Julia Gillard übersteht parteiinterne Revolte

AUSTRALIEN Ihr Vorgänger Kevin Rudd wollte doch nicht gegen die Premierministerin kandidieren

Australiens Regierung hat sich am Donnerstag offiziell für die erzwungene Adoption Zehntausender Babys entschuldigt, die meist als Kinder unverheirateter Frauen zur Welt gekommen waren. Dass sie ihren Müttern weggenommen worden seien, habe „ein lebenslanges Vermächtnis des Schmerzes und des Leidens“ verursacht, sagte Premierministerin Julia Gillard. Die betroffenen Mütter seien bei den Adoptionen nicht über ihre Rechte aufgeklärt und getäuscht worden. 1951 bis 1975 wurden 225.000 Babys ihren Müttern weggenommen. (afp)

AUS CANBERRA URS WÄLTERLIN

Julia Gillard, die erste Frau an der Spitze der australischen Regierung, bleibt im Amt. Eine interne Abstimmung der Labor Party fiel am Donnerstag zu ihren Gunsten aus, weil der potenzielle Herausforderer Kevin Rudd in letzter Minute doch nicht gegen sie kandidierte. Zuvor hatte Gillard dem internen Druck nachgegeben und alle Ministerposten ihrer Regierung zur Verfügung gestellt, auch ihren eigenen.

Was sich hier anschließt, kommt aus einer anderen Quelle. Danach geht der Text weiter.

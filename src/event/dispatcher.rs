//! Event dispatcher.
//!
//! Fans one decoded event out to (1) every tracked entity holding an
//! internal handler for the kind and (2) every externally registered
//! listener, each invocation on its own spawned task so ingestion never
//! blocks on a slow callback. Listener errors are captured and re-delivered
//! as exactly one `InternalException` event; an error inside an
//! `InternalException` listener itself is only logged, which breaks the
//! recursion.

use crate::event::{EventArgs, EventKind, Listener, ListenerRegistry};
use crate::state::{ChatMessage, ChatUser, EntityTracker, Room, TrackingId};
use std::sync::Arc;
use std::sync::atomic::{AtomicBool, Ordering};
use tracing::{debug, error};

/// Shared event dispatcher. Cheap to clone; all clones share state.
#[derive(Clone)]
pub struct Dispatcher {
    inner: Arc<DispatcherInner>,
}

struct DispatcherInner {
    listeners: ListenerRegistry,
    tracker: EntityTracker,
    /// When set, externally registered listeners are skipped for events the
    /// session's own identity caused. Internal handlers always run.
    ignore_own_events: AtomicBool,
}

impl Dispatcher {
    pub fn new(ignore_own_events: bool) -> Self {
        Self {
            inner: Arc::new(DispatcherInner {
                listeners: ListenerRegistry::new(),
                tracker: EntityTracker::new(),
                ignore_own_events: AtomicBool::new(ignore_own_events),
            }),
        }
    }

    /// The per-kind listener contract registry.
    pub fn listeners(&self) -> &ListenerRegistry {
        &self.inner.listeners
    }

    pub fn ignore_own_events(&self) -> bool {
        self.inner.ignore_own_events.load(Ordering::SeqCst)
    }

    pub fn set_ignore_own_events(&self, ignore: bool) {
        self.inner.ignore_own_events.store(ignore, Ordering::SeqCst);
    }

    /// Track a message so it self-updates from matching events.
    pub fn track_message(&self, message: &Arc<ChatMessage>) -> TrackingId {
        self.inner.tracker.track_message(message)
    }

    /// Track a user so it self-updates from matching events.
    pub fn track_user(&self, user: &Arc<ChatUser>) -> TrackingId {
        self.inner.tracker.track_user(user)
    }

    /// Track a room so it self-updates from matching events.
    pub fn track_room(&self, room: &Arc<Room>) -> TrackingId {
        self.inner.tracker.track_room(room)
    }

    /// Stop self-updates for a tracked entity. Unknown ids are a no-op.
    pub fn untrack(&self, id: TrackingId) {
        self.inner.tracker.untrack(id);
    }

    /// Fan one event out to tracked entities and external listeners.
    ///
    /// `self_caused` marks events whose acting identity is the session's
    /// own. Internal handlers are always notified; external listeners are
    /// skipped for self-caused events while `ignore_own_events` is set.
    /// Returns immediately; all invocations run on spawned tasks with no
    /// defined completion ordering across events.
    pub fn call_listeners(&self, kind: EventKind, self_caused: bool, args: EventArgs) {
        self.inner.tracker.notify(kind, &args);

        if self_caused && self.ignore_own_events() {
            debug!(?kind, "suppressing external fan-out for self-caused event");
            return;
        }

        for listener in self.inner.listeners.snapshot(kind) {
            self.spawn_invocation(kind, listener, args.clone());
        }
    }

    fn spawn_invocation(&self, kind: EventKind, listener: Listener, args: EventArgs) {
        let dispatcher = self.clone();
        tokio::spawn(async move {
            if let Err(cause) = listener.invoke(args) {
                if kind == EventKind::InternalException {
                    // An exception listener failing on an exception event
                    // must not feed back into itself.
                    error!(error = %cause, "internal-exception listener failed");
                    return;
                }
                debug!(?kind, error = %cause, "listener failed, re-emitting as event");
                dispatcher.call_listeners(
                    EventKind::InternalException,
                    false,
                    EventArgs::Error(Arc::new(cause)),
                );
            }
        });
    }
}
//! Listener contract enforcement through the session facade, and the
//! exception event a failing listener turns into.

mod common;

use backchat::{ChatSession, ClientConfig, ClientError, EventKind, Listener};
use common::server::FeedServer;
use common::{FixedContent, JsonDecoder, TokenProvider, wait_until};
use std::sync::Arc;
use std::sync::atomic::{AtomicUsize, Ordering};

fn offline_session() -> ChatSession {
    ChatSession::new(
        ClientConfig::default(),
        Arc::new(TokenProvider::new("ws://127.0.0.1:1/")),
        Arc::new(JsonDecoder),
        Arc::new(FixedContent("body")),
        500,
    )
}

#[tokio::test]
async fn mismatched_shape_is_rejected_at_registration() {
    let session = offline_session();
    // MessagePosted expects a message callback; offer a user callback.
    let err = session
        .connect_listener(EventKind::MessagePosted, Listener::on_user(|_| Ok(())))
        .expect_err("shape mismatch");
    match err {
        ClientError::SignatureMismatch { kind, expected } => {
            assert_eq!(kind, EventKind::MessagePosted);
            assert_eq!(expected, "MessagePosted(Message)");
        }
        other => panic!("expected SignatureMismatch, got {other:?}"),
    }
    session.dispose().await;
}

#[tokio::test]
async fn reserved_kind_and_duplicate_registrations_are_rejected() {
    let session = offline_session();
    assert!(matches!(
        session.connect_listener(EventKind::GlobalNotification, Listener::on_raw(|_| Ok(()))),
        Err(ClientError::ArgumentInvalid(_))
    ));

    let listener = Listener::on_user(|_| Ok(()));
    session
        .connect_listener(EventKind::UserEntered, listener.clone())
        .expect("first registration");
    assert!(matches!(
        session.connect_listener(EventKind::UserEntered, listener),
        Err(ClientError::DuplicateRegistration(EventKind::UserEntered))
    ));
    session.dispose().await;
}

#[tokio::test]
async fn failing_listener_surfaces_as_one_internal_exception() {
    let server = FeedServer::spawn().await;
    let session = ChatSession::new(
        ClientConfig::default(),
        Arc::new(TokenProvider::new(server.url())),
        Arc::new(JsonDecoder),
        Arc::new(FixedContent("body")),
        500,
    );
    session
        .connect(&format!("{}?token=initial", server.url()), "http://origin.test")
        .await
        .expect("connect");
    server.wait_for_accepted(1).await;

    let exceptions = Arc::new(AtomicUsize::new(0));
    let count = Arc::clone(&exceptions);
    session
        .connect_listener(
            EventKind::InternalException,
            Listener::on_error(move |_| {
                count.fetch_add(1, Ordering::SeqCst);
                Ok(())
            }),
        )
        .expect("exception listener");

    session
        .connect_listener(
            EventKind::UserEntered,
            Listener::on_user(|_| Err(anyhow::anyhow!("listener exploded"))),
        )
        .expect("failing listener");
    let siblings = Arc::new(AtomicUsize::new(0));
    let count = Arc::clone(&siblings);
    session
        .connect_listener(
            EventKind::UserEntered,
            Listener::on_user(move |_| {
                count.fetch_add(1, Ordering::SeqCst);
                Ok(())
            }),
        )
        .expect("sibling listener");

    server.push(
        serde_json::json!({
            "event_type": EventKind::UserEntered.code(),
            "user_id": 9,
            "user_name": "newcomer",
        })
        .to_string(),
    );
    wait_until("exception to be delivered", || {
        exceptions.load(Ordering::SeqCst) == 1
    })
    .await;
    wait_until("sibling to run despite the failure", || {
        siblings.load(Ordering::SeqCst) == 1
    })
    .await;

    session.dispose().await;
}
//! Chat user domain object.

use super::UserId;
use parking_lot::RwLock;
use std::sync::atomic::{AtomicBool, Ordering};

/// A user's access level in a room.
#[derive(Debug, Clone, Copy, PartialEq, Eq, Default)]
pub enum AccessLevel {
    /// Explicitly barred from the room.
    Denied,
    /// May read but not post.
    Read,
    /// Normal participant.
    #[default]
    ReadWrite,
    /// Room owner / moderator.
    Owner,
}

impl AccessLevel {
    /// Parse the event-feed spelling of an access level.
    pub fn parse(text: &str) -> Option<Self> {
        Some(match text {
            "denied" => Self::Denied,
            "read" => Self::Read,
            "read_write" | "read-write" => Self::ReadWrite,
            "owner" => Self::Owner,
            _ => return None,
        })
    }
}

/// A user visible to the session.
#[derive(Debug)]
pub struct ChatUser {
    id: UserId,
    state: RwLock<UserState>,
    disposed: AtomicBool,
}

#[derive(Debug)]
struct UserState {
    name: String,
    access: AccessLevel,
}

impl ChatUser {
    pub fn new(id: UserId, name: impl Into<String>, access: AccessLevel) -> Self {
        Self {
            id,
            state: RwLock::new(UserState {
                name: name.into(),
                access,
            }),
            disposed: AtomicBool::new(false),
        }
    }

    pub fn id(&self) -> UserId {
        self.id
    }

    pub fn name(&self) -> String {
        self.state.read().name.clone()
    }

    pub fn access(&self) -> AccessLevel {
        self.state.read().access
    }

    /// Apply an access-level change. No-op once disposed.
    pub fn apply_access(&self, access: AccessLevel) {
        if self.is_disposed() {
            return;
        }
        self.state.write().access = access;
    }

    /// Permanently retire this instance. Idempotent.
    pub fn dispose(&self) {
        self.disposed.store(true, Ordering::SeqCst);
    }

    pub fn is_disposed(&self) -> bool {
        self.disposed.load(Ordering::SeqCst)
    }
}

Vorangegangen waren wochenlange Spekulationen über eine Rückkehr Rudds an die Labor-Spitze und damit ins Amt des Premiers. Rudd war selbst 2010 von Gillard gestürzt worden, hatte eine erneute Abstimmung gegen sie im Februar 2012 aber verloren. Berichten zufolge soll er jetzt die Unterstützung aller Parteikollegen im Aufsichtsrat verlangt haben. Diese habe er wohl nicht erhalten. Hätte Rudd eine Mehrheit der Stimmen der rund 100 Delegierten bekomme, wäre Gillard sofort abgelöst worden. „Man kann wohl sagen, daß die Premierministerin starke Unterstützung hatte“, meinte Wayne Swan, Gillards Stellvertreter. Er wurde ebenfalls in seinem Amt bestätigt.

Zur Eskalation war es gekommen, weil Gillard in Umfragen immer mehr an Unterstützung verliert. Vor allem konservative Medien werfen ihr vor, sie sei hinterlistig und inkompetent. Die Einführung einer CO2-Steuer kostete sie weitere Wählerstimmen. Hält der Abwärtstrend an, dürfte die konservative Opposition unter Tony Abbott die Parlamentswahlen am 14. September gewinnen. Er machte früher aus seiner ultrakonservativen und streng katholischen Gesinnung kein Geheimnis, hat sich in aber im Ton gemäßigt. Kritiker werfen ihm Frauenfeindlichkeit und Rassismus vor. Auch bezeichnete er Klimawissenschaft einmal als „Mist“. Er ist zwar auch nicht sehr beliebt, gilt im Vergleich zu Gillard aber als „das kleinere von zwei Übeln“, wie ein Kommentator meinte. Rudd dagegen ist in der Bevölkerung am beliebtesten. In seiner Partei gilt er aber als unkommunikativer Despot mit Hang zum „Mikromanagement“. Das Festhalten an Gillard dürfte Labor weiter schwächen.